And for even greater convenience, let’s rewrite the similarity measure in such a way that it changes over the interval [0; 1]:

similarity = \frac{1 + \cos{\Theta}}{2}


The facial recognition system cannot tell us that a certain photograph shows the fictitious Ivanov I.I. (or vice versa, that the photo is not Ivanov at all) - it works differently. We can take a real photo of Ivanov and use the system to construct a feature vector for it. In the future, this vector can be compared with the vector of the image under study and the measure of their similarity can be found out.

Detector​

Now we will gradually open the black box. First of all, having received a picture as input, the algorithm needs to find people’s faces in it. This is done by a component called a detector, and its job is to highlight areas that contain something that resembles a face.

f80a29a83b1213b5e26a7a492eae14bf.png


Until some time, this problem was solved by the Viola-Jones method or using HOG detectors, but today neural networks have replaced them almost everywhere - they are more accurate, less sensitive to the shooting angle (tilts, rotations, etc.) and much more stable in their predictions, than classical methods.
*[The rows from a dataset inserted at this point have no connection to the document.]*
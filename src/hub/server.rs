//! The hub's listening loop and periodic maintenance tasks (§5 "Concurrency
//! & Resource Model").

use std::sync::Arc;
use std::time::Duration;

use tokio::net::TcpListener;
use tracing::info;

use super::Hub;
use crate::time::now_millis;

/// How often the registry and command log are swept for stale/expired
/// entries (§4.5 "periodic garbage collector (5-second tick)").
const GC_INTERVAL: Duration = Duration::from_secs(5);

/// Accepts connections on `listener` forever, spawning one session worker
/// per accepted socket, while two independent background tasks sweep the
/// registry and command log on a fixed tick (§4.5 "Two hub-wide periodic
/// tasks run on a 5-second cadence: client GC and command GC"). The two GC
/// tasks are kept separate so a panic in one sweep can't silently take the
/// other's expiration down with it (§5 "GC tasks log and continue").
/// Returns only if `accept` itself fails fatally.
pub async fn serve(hub: Arc<Hub>, listener: TcpListener) -> std::io::Result<()> {
    let registry_hub = hub.clone();
    tokio::spawn(async move { registry_gc_loop(registry_hub).await });
    let commands_hub = hub.clone();
    tokio::spawn(async move { commands_gc_loop(commands_hub).await });

    loop {
        let (stream, peer) = listener.accept().await?;
        let hub = hub.clone();
        tokio::spawn(async move {
            super::session_worker::run(&hub, stream, peer.to_string()).await;
        });
    }
}

async fn registry_gc_loop(hub: Arc<Hub>) {
    let mut ticker = tokio::time::interval(GC_INTERVAL);
    loop {
        ticker.tick().await;
        let agents_removed = hub.registry.gc().await;
        if agents_removed > 0 {
            info!(agents_removed, "registry gc tick");
        }
    }
}

async fn commands_gc_loop(hub: Arc<Hub>) {
    let mut ticker = tokio::time::interval(GC_INTERVAL);
    loop {
        ticker.tick().await;
        let commands_removed = hub.commands.gc(now_millis()).await;
        if commands_removed > 0 {
            info!(commands_removed, "command log gc tick");
        }
    }
}

#[cfg(test)]
mod tests {
    use super::*;
    use crate::crypto::TrustRoot;
    use crate::hub::CommandRecord;
    use crate::message::Message;
    use crate::session::Session;

    #[tokio::test]
    async fn serve_accepts_connections_and_runs_session_workers() {
        let hub = Arc::new(Hub::new(TrustRoot::default()));
        let listener = tokio::net::TcpListener::bind("127.0.0.1:0").await.unwrap();
        let addr = listener.local_addr().unwrap();

        tokio::spawn(serve(hub, listener));

        let stream = tokio::net::TcpStream::connect(addr).await.unwrap();
        let mut session = Session::new(stream);
        session.write_message(&Message::Ping { token: 42 }).await.unwrap();
        match session.read_message().await.unwrap() {
            Message::PingReply { token } => assert_eq!(token, 42),
            other => panic!("unexpected reply {other:?}"),
        }
    }

    #[tokio::test(start_paused = true)]
    async fn registry_gc_loop_sweeps_done_agents() {
        let hub = Arc::new(Hub::default());
        let id = hub.registry.allocate_new("a".into(), Default::default()).await;
        hub.registry.mark_done(id).await;

        let gc_hub = hub.clone();
        let handle = tokio::spawn(async move { registry_gc_loop(gc_hub).await });

        tokio::time::advance(GC_INTERVAL + Duration::from_millis(200)).await;
        tokio::task::yield_now().await;
        assert!(hub.registry.get(id).await.is_none());
        handle.abort();
    }

    #[tokio::test(start_paused = true)]
    async fn commands_gc_loop_runs_independently_of_registry_gc() {
        let hub = Arc::new(Hub::default());
        hub.commands
            .insert(CommandRecord {
                id: 0,
                program: crate::vm::compile("true").unwrap(),
                issued_on: 0,
                expires_on: 1,
                payload: crate::frame::Packet::unsigned(b"x".to_vec()),
                max_targets: 0,
            })
            .await;

        let gc_hub = hub.clone();
        let handle = tokio::spawn(async move { commands_gc_loop(gc_hub).await });

        tokio::time::advance(GC_INTERVAL + Duration::from_millis(200)).await;
        tokio::task::yield_now().await;
        assert_eq!(hub.commands.len().await, 0);
        handle.abort();
    }
}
Even the speed of operation, which was traditionally considered the key advantage of the “classics”, today has ceased to be a problem for neural networks: with the huge amount of data available for training and the development of computing resources, you can easily select a neural network size that will satisfy your needs.

Normalizer​

The faces that the detector returns are still in their natural position: somehow rotated, somehow tilted - and they are all, of course, different sizes. To make it easier for us to process and compare them at the next stages, it would be worth bringing them to some universal form. This problem is solved by a system component called a normalizer.
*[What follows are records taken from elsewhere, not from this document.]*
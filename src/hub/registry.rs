//! The agent registry (§3 "Agent record", §4.5, §5).

use std::collections::HashMap;

use rand::RngCore;
use thiserror::Error;
use tokio::sync::RwLock;

use crate::facts::SystemFacts;

#[derive(Debug, Error, PartialEq, Eq)]
pub enum RegistryError {
    #[error("no agent with id {0}")]
    NotFound(u64),
}

/// An agent's state as held by the hub (§3 "Agent record").
#[derive(Debug, Clone, PartialEq)]
pub struct AgentRecord {
    pub id: u64,
    pub address: String,
    pub facts: SystemFacts,
    /// Set when the owning session worker terminates; the periodic GC tick
    /// erases records with this flag set (§4.5).
    pub done: bool,
}

/// Map from agent identifier to agent record, guarded by a readers-writer
/// lock (§4.5, §5).
#[derive(Default)]
pub struct AgentRegistry {
    agents: RwLock<HashMap<u64, AgentRecord>>,
}

impl AgentRegistry {
    pub fn new() -> Self {
        Self::default()
    }

    /// Samples a random 64-bit identifier until one is unused, inserts the
    /// new record, and returns its id (§4.5 "expected O(1) while the map is
    /// sparse").
    pub async fn allocate_new(&self, address: String, facts: SystemFacts) -> u64 {
        let mut agents = self.agents.write().await;
        loop {
            let id = rand::thread_rng().next_u64();
            if let std::collections::hash_map::Entry::Vacant(entry) = agents.entry(id) {
                entry.insert(AgentRecord {
                    id,
                    address,
                    facts,
                    done: false,
                });
                return id;
            }
        }
    }

    pub async fn get(&self, id: u64) -> Option<AgentRecord> {
        self.agents.read().await.get(&id).cloned()
    }

    pub async fn list_ids(&self) -> Vec<u64> {
        self.agents.read().await.keys().copied().collect()
    }

    pub async fn snapshot(&self) -> Vec<AgentRecord> {
        self.agents.read().await.values().cloned().collect()
    }

    /// Closes the session and erases the entry immediately (§4.5
    /// `delete_by_id`). Closing the underlying stream is the caller's
    /// responsibility; this only removes the bookkeeping entry.
    pub async fn delete_by_id(&self, id: u64) -> Result<(), RegistryError> {
        self.agents
            .write()
            .await
            .remove(&id)
            .map(|_| ())
            .ok_or(RegistryError::NotFound(id))
    }

    /// Marks a record "done" for the next GC tick to erase, without removing
    /// it synchronously (used when a session worker terminates and other
    /// readers may still be iterating the map).
    pub async fn mark_done(&self, id: u64) {
        if let Some(record) = self.agents.write().await.get_mut(&id) {
            record.done = true;
        }
    }

    /// Scans for "done" records and erases them (§4.5 "periodic garbage
    /// collector (5-second tick)"). Returns how many were removed.
    pub async fn gc(&self) -> usize {
        let mut agents = self.agents.write().await;
        let before = agents.len();
        agents.retain(|_, record| !record.done);
        before - agents.len()
    }
}

#[cfg(test)]
mod tests {
    use super::*;

    fn facts() -> SystemFacts {
        SystemFacts {
            goos: "linux".into(),
            ..Default::default()
        }
    }

    #[tokio::test]
    async fn allocate_and_lookup_round_trips() {
        let registry = AgentRegistry::new();
        let id = registry.allocate_new("1.2.3.4:1".into(), facts()).await;
        let record = registry.get(id).await.unwrap();
        assert_eq!(record.id, id);
        assert_eq!(record.facts.goos, "linux");
    }

    #[tokio::test]
    async fn gc_removes_only_done_records() {
        let registry = AgentRegistry::new();
        let live = registry.allocate_new("a".into(), facts()).await;
        let dead = registry.allocate_new("b".into(), facts()).await;
        registry.mark_done(dead).await;

        let removed = registry.gc().await;
        assert_eq!(removed, 1);
        assert!(registry.get(live).await.is_some());
        assert!(registry.get(dead).await.is_none());
    }

    #[tokio::test]
    async fn delete_by_id_removes_immediately() {
        let registry = AgentRegistry::new();
        let id = registry.allocate_new("a".into(), facts()).await;
        registry.delete_by_id(id).await.unwrap();
        assert!(registry.get(id).await.is_none());
        assert_eq!(
            registry.delete_by_id(id).await,
            Err(RegistryError::NotFound(id))
        );
    }
}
Ideally, we would like to work only with frontal images of the face, for which, in turn, it is necessary to be able to convert any image received by the system to a frontal type, and convert simply and quickly, without resorting to 3D reconstruction and other “rocket science”. Of course, there is no magic, and it is impossible to easily bring any face to the frontal one, but we can still try to get an image as close to the frontal one as possible - as far as possible for the existing picture. We have three tools at our disposal:
  • scale: we can “zoom in” or “zoom out” of the face;
  • rotation: we can rotate the face to any angle in the image plane;
  • shift: we can move the face a few pixels to the left or right, up or down.
Each of these transformations is described by a 3x3 matrix. By multiplying all three matrices, we also get a 3x3 matrix for the total transformation - it must be applied to the face to bring it to the form we need:

54c48283ec1108ef425c807b08ffab4d.png


One way to determine the transformation could be the following: find the key points of the face (centers of the eyes, tip of the nose) and calculate a matrix such that the tip of the nose will be in the center of the image, and the eyes will be aligned at the same horizontal level. The method is quite simple, however, firstly, it highly depends on the quality of detection of key points, and secondly, there is no guarantee that the heuristics described above are optimal for recognition.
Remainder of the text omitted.